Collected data
◇ ◇ ◇ ◇

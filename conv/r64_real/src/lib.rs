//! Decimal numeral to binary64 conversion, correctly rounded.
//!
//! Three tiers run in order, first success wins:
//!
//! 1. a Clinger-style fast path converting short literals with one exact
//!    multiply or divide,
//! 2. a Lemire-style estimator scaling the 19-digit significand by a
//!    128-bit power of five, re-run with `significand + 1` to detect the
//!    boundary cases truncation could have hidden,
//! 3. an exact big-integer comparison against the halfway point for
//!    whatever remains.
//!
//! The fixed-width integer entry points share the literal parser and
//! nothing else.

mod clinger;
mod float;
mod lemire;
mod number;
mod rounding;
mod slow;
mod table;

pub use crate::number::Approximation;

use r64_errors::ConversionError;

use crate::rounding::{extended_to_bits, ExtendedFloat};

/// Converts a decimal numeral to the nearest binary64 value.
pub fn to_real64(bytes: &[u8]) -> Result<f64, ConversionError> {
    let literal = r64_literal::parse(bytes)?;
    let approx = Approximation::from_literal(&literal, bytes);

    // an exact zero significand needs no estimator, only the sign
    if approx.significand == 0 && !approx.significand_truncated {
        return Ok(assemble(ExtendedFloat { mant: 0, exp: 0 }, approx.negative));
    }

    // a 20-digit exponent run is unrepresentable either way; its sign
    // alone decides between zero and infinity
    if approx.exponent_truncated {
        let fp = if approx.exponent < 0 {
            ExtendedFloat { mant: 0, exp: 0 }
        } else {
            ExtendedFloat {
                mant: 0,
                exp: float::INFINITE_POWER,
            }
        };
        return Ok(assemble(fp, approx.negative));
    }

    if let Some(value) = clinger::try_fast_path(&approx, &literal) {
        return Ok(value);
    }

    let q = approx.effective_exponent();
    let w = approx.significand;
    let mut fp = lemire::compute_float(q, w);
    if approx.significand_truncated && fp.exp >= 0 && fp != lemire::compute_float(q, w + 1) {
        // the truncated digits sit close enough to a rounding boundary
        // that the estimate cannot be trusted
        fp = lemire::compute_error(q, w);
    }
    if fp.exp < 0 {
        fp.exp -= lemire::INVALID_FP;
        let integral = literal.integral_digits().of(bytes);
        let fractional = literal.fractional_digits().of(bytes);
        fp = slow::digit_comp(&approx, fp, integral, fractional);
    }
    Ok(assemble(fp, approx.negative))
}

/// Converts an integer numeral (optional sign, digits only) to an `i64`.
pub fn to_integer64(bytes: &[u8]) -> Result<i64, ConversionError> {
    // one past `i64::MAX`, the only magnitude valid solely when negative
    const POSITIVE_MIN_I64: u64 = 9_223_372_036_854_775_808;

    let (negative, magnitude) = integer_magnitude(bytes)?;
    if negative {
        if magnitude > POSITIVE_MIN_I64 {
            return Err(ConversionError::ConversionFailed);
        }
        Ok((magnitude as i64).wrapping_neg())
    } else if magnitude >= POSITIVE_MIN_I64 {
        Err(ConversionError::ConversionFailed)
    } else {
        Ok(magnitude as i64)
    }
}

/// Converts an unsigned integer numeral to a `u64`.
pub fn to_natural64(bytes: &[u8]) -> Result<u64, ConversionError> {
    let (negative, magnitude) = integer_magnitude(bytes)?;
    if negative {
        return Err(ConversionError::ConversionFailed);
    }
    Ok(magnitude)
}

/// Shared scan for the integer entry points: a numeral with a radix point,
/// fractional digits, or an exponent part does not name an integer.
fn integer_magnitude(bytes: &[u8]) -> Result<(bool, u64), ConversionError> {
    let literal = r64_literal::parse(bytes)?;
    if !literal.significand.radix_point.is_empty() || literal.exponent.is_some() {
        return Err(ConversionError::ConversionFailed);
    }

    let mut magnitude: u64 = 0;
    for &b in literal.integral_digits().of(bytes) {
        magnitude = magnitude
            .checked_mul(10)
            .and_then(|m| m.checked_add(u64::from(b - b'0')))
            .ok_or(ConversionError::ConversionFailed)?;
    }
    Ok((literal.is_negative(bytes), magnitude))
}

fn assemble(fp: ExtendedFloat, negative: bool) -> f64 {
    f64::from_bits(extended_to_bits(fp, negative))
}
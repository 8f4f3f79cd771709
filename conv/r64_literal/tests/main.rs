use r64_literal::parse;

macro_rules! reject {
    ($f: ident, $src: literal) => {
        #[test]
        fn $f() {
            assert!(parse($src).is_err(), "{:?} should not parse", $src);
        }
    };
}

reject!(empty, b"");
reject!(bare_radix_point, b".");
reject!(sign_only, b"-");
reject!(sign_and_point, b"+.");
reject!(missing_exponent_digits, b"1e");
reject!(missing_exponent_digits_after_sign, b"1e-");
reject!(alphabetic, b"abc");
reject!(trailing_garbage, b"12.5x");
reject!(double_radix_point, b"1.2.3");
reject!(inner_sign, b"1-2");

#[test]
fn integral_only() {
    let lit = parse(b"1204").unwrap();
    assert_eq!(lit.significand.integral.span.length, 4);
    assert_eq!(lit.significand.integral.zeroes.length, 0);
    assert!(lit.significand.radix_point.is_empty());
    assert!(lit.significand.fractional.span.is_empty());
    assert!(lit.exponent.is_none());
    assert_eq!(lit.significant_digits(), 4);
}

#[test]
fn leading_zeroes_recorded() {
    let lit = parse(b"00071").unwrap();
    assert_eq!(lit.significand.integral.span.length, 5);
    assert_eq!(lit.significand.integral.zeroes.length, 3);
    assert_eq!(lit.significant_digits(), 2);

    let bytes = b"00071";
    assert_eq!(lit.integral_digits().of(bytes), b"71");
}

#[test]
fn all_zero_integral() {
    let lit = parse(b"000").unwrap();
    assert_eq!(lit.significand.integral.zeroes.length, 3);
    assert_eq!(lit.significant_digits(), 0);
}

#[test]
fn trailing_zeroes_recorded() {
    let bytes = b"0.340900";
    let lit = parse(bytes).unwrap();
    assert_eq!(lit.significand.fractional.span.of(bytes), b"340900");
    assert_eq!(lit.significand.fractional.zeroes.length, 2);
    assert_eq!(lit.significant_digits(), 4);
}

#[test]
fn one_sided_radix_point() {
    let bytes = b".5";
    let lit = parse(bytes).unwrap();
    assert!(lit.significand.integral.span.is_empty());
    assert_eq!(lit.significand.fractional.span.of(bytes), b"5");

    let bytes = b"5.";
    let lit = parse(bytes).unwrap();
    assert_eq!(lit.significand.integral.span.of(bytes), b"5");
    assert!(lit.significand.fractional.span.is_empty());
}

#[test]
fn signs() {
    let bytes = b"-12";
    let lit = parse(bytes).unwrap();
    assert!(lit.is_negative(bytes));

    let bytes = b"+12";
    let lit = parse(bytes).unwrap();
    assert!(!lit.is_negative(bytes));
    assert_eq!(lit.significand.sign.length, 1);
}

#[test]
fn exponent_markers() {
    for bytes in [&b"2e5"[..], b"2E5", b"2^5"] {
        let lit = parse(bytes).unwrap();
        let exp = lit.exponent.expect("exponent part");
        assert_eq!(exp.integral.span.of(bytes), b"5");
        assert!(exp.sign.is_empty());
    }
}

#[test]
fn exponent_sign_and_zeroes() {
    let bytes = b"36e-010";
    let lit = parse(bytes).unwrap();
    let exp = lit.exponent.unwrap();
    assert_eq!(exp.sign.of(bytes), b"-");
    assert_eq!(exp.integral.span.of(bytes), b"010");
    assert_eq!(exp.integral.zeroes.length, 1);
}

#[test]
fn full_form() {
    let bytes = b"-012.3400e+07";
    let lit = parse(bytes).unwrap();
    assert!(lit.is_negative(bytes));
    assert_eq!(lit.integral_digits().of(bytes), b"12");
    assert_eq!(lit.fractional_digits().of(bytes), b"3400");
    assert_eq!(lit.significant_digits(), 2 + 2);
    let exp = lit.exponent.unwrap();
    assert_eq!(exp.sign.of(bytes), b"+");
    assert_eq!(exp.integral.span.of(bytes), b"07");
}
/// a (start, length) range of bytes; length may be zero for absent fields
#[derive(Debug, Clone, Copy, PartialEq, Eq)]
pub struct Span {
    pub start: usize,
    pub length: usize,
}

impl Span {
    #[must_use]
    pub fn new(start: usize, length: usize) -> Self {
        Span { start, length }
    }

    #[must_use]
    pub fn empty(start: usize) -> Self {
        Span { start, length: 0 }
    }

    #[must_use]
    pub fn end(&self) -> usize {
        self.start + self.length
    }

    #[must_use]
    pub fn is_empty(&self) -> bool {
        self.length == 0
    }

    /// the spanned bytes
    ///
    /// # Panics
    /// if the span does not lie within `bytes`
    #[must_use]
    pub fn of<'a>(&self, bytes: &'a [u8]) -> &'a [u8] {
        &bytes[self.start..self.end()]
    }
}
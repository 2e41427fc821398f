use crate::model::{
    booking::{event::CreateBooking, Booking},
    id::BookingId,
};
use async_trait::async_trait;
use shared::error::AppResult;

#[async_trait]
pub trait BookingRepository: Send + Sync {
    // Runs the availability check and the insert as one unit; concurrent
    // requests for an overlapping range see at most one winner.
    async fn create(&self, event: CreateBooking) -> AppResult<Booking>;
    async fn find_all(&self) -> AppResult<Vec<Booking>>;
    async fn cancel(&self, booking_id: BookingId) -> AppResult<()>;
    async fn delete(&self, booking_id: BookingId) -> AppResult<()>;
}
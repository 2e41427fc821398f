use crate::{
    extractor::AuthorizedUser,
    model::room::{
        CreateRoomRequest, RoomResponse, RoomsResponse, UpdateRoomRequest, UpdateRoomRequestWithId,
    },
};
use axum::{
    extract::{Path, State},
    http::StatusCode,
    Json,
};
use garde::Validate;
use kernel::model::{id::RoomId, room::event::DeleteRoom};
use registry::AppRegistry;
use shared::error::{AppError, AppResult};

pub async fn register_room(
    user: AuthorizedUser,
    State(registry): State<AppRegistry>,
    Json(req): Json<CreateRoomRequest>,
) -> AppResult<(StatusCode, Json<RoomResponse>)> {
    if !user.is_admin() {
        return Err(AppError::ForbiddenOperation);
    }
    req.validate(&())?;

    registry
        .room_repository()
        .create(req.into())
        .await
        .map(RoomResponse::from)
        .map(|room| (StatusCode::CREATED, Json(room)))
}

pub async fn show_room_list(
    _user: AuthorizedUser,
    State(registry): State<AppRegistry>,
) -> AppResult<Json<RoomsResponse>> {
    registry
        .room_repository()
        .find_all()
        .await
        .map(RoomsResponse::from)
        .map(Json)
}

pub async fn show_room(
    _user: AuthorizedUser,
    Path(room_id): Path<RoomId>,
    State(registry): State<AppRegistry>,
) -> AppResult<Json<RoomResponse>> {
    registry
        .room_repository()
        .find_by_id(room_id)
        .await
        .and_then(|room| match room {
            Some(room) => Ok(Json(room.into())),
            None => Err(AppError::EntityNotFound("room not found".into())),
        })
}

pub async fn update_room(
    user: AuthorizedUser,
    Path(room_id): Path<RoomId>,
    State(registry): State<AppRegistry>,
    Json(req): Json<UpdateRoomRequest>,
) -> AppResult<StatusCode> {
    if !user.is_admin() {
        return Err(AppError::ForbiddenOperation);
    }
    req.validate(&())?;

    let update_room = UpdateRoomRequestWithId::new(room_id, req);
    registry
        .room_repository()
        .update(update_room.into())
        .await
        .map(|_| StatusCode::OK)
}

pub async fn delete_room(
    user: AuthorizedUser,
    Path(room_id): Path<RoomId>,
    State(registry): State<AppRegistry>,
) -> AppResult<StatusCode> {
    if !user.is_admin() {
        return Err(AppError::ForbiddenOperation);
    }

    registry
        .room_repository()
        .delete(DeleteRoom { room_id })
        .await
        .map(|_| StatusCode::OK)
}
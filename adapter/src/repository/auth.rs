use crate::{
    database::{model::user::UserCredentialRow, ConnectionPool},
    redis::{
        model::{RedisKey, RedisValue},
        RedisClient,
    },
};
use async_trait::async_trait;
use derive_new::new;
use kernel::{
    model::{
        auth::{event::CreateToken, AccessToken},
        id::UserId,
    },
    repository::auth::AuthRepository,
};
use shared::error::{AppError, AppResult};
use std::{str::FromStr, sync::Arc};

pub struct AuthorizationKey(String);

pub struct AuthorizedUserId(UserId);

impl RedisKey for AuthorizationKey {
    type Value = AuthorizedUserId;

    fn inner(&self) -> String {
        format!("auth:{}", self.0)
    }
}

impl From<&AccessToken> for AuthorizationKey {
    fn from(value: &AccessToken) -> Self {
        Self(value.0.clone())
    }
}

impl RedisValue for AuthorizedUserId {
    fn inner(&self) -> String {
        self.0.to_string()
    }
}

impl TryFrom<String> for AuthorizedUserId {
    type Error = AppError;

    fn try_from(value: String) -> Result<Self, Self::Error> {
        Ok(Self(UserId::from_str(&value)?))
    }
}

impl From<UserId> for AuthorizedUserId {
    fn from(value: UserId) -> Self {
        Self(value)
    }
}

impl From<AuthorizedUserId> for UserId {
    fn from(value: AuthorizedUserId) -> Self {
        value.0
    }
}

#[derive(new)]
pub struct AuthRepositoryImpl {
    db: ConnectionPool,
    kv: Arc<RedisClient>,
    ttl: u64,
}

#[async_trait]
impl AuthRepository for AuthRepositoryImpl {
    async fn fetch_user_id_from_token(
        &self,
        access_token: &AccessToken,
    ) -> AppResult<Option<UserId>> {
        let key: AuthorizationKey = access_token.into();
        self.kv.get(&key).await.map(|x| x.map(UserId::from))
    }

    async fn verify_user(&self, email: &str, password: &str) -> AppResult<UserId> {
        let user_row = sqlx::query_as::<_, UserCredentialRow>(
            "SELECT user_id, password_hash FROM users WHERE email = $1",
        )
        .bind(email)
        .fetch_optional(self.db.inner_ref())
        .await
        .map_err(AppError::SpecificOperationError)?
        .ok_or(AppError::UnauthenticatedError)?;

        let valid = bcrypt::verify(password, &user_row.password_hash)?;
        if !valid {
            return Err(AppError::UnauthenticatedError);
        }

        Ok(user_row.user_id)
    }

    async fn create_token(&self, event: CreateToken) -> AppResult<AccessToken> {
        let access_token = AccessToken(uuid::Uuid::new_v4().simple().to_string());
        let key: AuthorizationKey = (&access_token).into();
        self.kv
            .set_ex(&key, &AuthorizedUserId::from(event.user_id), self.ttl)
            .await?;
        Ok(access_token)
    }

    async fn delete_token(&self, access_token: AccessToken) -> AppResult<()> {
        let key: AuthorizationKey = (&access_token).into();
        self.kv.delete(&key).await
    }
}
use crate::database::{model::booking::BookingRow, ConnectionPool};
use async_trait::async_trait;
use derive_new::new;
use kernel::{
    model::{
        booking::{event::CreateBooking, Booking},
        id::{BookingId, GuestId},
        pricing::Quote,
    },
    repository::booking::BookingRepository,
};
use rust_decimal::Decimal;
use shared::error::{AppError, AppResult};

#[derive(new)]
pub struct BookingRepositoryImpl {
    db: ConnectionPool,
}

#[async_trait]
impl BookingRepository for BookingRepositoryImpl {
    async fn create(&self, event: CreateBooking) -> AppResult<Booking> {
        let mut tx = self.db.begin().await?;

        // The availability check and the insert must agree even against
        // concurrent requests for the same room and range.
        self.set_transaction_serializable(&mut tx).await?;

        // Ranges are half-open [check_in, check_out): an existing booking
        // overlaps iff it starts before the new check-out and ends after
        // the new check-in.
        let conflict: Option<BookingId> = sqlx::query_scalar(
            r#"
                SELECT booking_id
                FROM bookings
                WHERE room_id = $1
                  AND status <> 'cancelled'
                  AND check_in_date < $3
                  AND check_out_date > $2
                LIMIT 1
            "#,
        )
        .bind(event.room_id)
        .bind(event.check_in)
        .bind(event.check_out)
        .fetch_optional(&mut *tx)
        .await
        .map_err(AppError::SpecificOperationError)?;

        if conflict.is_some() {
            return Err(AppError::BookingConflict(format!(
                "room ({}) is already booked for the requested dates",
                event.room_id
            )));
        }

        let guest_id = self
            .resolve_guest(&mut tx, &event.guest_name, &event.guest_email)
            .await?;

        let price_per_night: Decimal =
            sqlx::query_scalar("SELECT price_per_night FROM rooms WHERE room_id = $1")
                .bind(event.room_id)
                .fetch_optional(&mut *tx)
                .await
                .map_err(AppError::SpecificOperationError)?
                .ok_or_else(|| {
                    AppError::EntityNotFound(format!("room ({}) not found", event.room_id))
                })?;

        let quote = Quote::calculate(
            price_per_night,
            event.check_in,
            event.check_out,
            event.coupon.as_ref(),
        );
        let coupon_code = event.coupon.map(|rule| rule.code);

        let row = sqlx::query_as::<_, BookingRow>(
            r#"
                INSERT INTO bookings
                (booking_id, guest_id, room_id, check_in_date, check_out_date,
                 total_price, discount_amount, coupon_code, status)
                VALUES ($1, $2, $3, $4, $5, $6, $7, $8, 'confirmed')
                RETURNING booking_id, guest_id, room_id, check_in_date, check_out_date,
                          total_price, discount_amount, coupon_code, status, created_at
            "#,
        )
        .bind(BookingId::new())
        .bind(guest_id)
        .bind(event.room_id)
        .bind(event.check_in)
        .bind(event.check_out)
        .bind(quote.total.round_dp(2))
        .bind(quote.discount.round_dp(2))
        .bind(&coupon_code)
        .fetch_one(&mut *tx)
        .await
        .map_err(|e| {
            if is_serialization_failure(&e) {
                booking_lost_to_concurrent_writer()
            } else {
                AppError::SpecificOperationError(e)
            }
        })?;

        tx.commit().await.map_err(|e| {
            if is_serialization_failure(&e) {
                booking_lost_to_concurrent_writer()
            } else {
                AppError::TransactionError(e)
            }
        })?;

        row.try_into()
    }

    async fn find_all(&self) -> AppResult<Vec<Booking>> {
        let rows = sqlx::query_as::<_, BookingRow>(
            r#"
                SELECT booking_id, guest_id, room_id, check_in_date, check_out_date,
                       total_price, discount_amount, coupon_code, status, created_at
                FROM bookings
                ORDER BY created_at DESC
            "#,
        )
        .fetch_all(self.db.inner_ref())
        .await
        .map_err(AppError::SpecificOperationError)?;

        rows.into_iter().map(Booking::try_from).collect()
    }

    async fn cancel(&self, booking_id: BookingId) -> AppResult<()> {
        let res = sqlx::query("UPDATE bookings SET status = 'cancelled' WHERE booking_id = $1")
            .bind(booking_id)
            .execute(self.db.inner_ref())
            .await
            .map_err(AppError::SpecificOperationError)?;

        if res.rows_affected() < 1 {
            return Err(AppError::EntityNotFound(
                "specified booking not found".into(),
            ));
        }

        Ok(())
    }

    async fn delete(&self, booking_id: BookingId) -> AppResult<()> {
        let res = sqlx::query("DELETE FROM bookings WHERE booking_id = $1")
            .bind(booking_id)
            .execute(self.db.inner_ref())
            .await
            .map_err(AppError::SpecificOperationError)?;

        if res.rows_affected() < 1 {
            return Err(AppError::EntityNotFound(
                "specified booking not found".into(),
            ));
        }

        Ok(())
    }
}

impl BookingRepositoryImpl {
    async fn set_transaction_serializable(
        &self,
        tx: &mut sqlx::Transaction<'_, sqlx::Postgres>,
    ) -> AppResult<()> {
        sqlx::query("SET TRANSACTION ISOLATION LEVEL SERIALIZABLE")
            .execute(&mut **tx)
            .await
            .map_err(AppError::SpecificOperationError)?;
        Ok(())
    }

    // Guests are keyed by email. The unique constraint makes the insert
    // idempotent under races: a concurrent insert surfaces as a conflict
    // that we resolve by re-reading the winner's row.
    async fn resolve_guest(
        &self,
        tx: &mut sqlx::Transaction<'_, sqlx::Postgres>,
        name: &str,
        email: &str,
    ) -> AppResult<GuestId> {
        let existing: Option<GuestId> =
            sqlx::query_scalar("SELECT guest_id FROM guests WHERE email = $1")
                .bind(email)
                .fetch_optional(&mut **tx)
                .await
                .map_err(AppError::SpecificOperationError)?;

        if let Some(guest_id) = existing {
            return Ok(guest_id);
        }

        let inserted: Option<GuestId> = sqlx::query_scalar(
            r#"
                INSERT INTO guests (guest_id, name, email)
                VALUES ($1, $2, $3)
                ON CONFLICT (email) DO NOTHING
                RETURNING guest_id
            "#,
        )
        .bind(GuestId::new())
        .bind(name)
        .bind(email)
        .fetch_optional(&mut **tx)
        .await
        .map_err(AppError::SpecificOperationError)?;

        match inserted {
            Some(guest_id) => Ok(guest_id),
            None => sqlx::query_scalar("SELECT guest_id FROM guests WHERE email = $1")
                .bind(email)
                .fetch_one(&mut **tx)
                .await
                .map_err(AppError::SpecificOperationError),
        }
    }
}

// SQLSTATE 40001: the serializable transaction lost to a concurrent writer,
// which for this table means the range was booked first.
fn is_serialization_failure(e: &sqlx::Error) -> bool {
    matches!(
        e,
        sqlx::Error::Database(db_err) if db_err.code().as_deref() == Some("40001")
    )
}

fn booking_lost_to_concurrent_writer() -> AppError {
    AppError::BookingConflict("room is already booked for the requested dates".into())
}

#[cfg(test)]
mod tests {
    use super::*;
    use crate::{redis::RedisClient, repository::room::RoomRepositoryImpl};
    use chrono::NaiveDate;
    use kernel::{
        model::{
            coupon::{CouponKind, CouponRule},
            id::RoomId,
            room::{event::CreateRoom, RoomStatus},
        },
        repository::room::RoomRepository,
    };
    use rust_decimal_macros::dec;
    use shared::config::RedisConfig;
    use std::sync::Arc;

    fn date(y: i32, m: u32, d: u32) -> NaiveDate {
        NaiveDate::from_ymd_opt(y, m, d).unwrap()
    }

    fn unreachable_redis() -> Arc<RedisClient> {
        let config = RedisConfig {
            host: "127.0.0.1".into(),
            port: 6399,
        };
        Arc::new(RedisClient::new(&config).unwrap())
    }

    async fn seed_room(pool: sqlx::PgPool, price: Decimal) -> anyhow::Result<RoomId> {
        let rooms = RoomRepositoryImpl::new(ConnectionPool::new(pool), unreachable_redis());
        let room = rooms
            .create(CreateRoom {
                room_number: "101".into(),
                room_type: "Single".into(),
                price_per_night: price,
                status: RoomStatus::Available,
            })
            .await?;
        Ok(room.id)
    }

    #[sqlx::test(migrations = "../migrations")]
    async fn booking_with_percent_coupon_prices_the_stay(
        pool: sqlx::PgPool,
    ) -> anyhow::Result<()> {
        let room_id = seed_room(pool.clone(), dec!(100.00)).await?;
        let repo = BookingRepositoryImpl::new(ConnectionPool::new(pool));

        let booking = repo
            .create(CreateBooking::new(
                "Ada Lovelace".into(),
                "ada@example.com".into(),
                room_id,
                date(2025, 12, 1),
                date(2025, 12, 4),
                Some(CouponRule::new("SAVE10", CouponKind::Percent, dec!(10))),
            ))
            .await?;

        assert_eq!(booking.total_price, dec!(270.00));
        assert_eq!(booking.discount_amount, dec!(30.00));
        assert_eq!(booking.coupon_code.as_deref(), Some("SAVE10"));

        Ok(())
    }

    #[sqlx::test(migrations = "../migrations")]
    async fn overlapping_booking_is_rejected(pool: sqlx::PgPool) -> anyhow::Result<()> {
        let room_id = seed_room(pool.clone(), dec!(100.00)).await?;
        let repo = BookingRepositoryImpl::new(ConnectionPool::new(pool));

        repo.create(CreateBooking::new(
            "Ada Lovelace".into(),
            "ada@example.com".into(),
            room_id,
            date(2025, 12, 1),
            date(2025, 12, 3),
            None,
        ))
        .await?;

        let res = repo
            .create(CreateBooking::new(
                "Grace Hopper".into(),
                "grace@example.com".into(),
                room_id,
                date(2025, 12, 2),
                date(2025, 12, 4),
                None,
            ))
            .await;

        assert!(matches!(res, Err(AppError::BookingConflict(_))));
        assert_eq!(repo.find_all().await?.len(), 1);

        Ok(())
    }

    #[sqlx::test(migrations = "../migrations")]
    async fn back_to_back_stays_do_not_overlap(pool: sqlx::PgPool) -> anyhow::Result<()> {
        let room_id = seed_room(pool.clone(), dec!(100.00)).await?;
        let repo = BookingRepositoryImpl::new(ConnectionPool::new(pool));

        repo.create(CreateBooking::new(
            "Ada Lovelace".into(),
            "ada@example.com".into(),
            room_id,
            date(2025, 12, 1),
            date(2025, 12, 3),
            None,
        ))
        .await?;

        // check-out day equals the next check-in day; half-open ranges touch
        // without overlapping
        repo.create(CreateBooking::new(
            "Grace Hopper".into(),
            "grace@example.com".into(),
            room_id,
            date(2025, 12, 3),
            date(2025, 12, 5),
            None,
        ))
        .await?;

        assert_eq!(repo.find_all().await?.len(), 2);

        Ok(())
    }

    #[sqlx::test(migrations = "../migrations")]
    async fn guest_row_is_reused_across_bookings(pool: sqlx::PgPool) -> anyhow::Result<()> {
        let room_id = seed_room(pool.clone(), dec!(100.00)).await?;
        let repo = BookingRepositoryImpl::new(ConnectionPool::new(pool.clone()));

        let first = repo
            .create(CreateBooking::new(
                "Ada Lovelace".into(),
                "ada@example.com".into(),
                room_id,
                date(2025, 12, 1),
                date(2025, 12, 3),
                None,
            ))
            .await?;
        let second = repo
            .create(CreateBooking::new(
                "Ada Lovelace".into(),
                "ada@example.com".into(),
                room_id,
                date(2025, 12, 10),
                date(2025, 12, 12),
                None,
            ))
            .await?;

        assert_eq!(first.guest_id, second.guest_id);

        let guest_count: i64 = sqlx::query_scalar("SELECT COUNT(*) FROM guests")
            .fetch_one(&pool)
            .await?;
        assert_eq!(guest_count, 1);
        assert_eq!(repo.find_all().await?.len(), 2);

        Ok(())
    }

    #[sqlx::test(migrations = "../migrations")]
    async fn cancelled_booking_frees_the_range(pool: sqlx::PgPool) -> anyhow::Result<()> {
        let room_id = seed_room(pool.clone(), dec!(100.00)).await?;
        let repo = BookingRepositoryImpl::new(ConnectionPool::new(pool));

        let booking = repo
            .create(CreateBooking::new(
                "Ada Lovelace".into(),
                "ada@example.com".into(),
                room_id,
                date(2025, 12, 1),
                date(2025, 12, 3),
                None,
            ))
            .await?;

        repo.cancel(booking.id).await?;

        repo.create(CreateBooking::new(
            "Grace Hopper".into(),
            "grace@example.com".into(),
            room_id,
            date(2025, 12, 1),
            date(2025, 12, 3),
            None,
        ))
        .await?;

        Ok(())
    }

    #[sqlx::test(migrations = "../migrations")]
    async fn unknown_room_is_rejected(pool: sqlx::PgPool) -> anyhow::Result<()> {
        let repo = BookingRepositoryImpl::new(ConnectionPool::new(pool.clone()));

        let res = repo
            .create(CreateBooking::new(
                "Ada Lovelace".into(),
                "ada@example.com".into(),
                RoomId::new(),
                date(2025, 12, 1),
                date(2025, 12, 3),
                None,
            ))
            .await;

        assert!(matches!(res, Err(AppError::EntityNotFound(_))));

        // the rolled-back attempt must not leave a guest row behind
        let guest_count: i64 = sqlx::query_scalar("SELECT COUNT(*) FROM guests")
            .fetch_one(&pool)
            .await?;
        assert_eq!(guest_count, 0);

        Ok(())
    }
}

◇ ◇ ◇ ◇

- _Task brief_: Copy out the lines above word for word, stopping after the line containing "let mut fp = lemire::compute_float(q, w);".

- _Response for this exercise_:
filename conv/r64_real/src/lib.rs
//! Decimal numeral to binary64 conversion, correctly rounded.
//!
//! Three tiers run in order, first success wins:
//!
//! 1. a Clinger-style fast path converting short literals with one exact
//!    multiply or divide,
//! 2. a Lemire-style estimator scaling the 19-digit significand by a
//!    128-bit power of five, re-run with `significand + 1` to detect the
//!    boundary cases truncation could have hidden,
//! 3. an exact big-integer comparison against the halfway point for
//!    whatever remains.
//!
//! The fixed-width integer entry points share the literal parser and
//! nothing else.

mod clinger;
mod float;
mod lemire;
mod number;
mod rounding;
mod slow;
mod table;

pub use crate::number::Approximation;

use r64_errors::ConversionError;

use crate::rounding::{extended_to_bits, ExtendedFloat};

/// Converts a decimal numeral to the nearest binary64 value.
pub fn to_real64(bytes: &[u8]) -> Result<f64, ConversionError> {
    let literal = r64_literal::parse(bytes)?;
    let approx = Approximation::from_literal(&literal, bytes);

    // an exact zero significand needs no estimator, only the sign
    if approx.significand == 0 && !approx.significand_truncated {
        return Ok(assemble(ExtendedFloat { mant: 0, exp: 0 }, approx.negative));
    }

    // a 20-digit exponent run is unrepresentable either way; its sign
    // alone decides between zero and infinity
    if approx.exponent_truncated {
        let fp = if approx.exponent < 0 {
            ExtendedFloat { mant: 0, exp: 0 }
        } else {
            ExtendedFloat {
                mant: 0,
                exp: float::INFINITE_POWER,
            }
        };
        return Ok(assemble(fp, approx.negative));
    }

    if let Some(value) = clinger::try_fast_path(&approx, &literal) {
        return Ok(value);
    }

    let q = approx.effective_exponent();
    let w = approx.significand;
    let mut fp = lemire::compute_float(q, w);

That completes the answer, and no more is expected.